TO DO:
Only lines containing the string "FieldSchema" belong in the answer; find them in the records and copy them.

[Opening DATA FOR THIS EXERCISE section]

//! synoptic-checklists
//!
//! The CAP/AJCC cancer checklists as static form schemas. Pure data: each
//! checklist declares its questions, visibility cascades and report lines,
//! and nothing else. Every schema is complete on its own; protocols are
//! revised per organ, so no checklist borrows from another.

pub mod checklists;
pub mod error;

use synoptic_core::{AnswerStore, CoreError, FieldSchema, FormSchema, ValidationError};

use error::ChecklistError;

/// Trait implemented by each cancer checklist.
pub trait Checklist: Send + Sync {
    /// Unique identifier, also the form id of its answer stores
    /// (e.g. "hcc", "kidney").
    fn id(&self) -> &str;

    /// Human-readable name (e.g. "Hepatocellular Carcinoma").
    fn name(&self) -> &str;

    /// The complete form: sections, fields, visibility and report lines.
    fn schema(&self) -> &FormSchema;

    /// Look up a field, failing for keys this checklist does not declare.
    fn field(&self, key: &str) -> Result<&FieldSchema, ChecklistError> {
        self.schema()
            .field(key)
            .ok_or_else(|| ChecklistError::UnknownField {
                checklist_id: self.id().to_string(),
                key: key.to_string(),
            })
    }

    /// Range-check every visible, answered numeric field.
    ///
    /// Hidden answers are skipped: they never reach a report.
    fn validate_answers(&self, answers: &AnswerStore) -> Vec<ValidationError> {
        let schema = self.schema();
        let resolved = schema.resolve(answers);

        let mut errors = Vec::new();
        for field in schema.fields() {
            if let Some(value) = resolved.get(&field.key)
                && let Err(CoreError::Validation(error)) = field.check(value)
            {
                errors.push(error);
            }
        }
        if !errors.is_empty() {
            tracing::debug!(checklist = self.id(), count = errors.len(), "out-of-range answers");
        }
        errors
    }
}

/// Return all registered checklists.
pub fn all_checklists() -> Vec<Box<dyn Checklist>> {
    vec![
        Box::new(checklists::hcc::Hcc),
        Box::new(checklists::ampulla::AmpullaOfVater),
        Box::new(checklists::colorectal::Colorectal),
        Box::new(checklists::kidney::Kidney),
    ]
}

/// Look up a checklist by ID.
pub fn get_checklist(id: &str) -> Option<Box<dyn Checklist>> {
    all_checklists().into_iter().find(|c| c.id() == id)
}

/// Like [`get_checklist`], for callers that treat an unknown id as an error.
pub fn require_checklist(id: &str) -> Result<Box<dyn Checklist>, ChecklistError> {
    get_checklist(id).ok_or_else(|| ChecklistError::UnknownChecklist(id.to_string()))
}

[Closing DATA FOR THIS EXERCISE section]

TASK OUTPUT:
use synoptic_core::{AnswerStore, CoreError, FieldSchema, FormSchema, ValidationError};
    fn field(&self, key: &str) -> Result<&FieldSchema, ChecklistError> {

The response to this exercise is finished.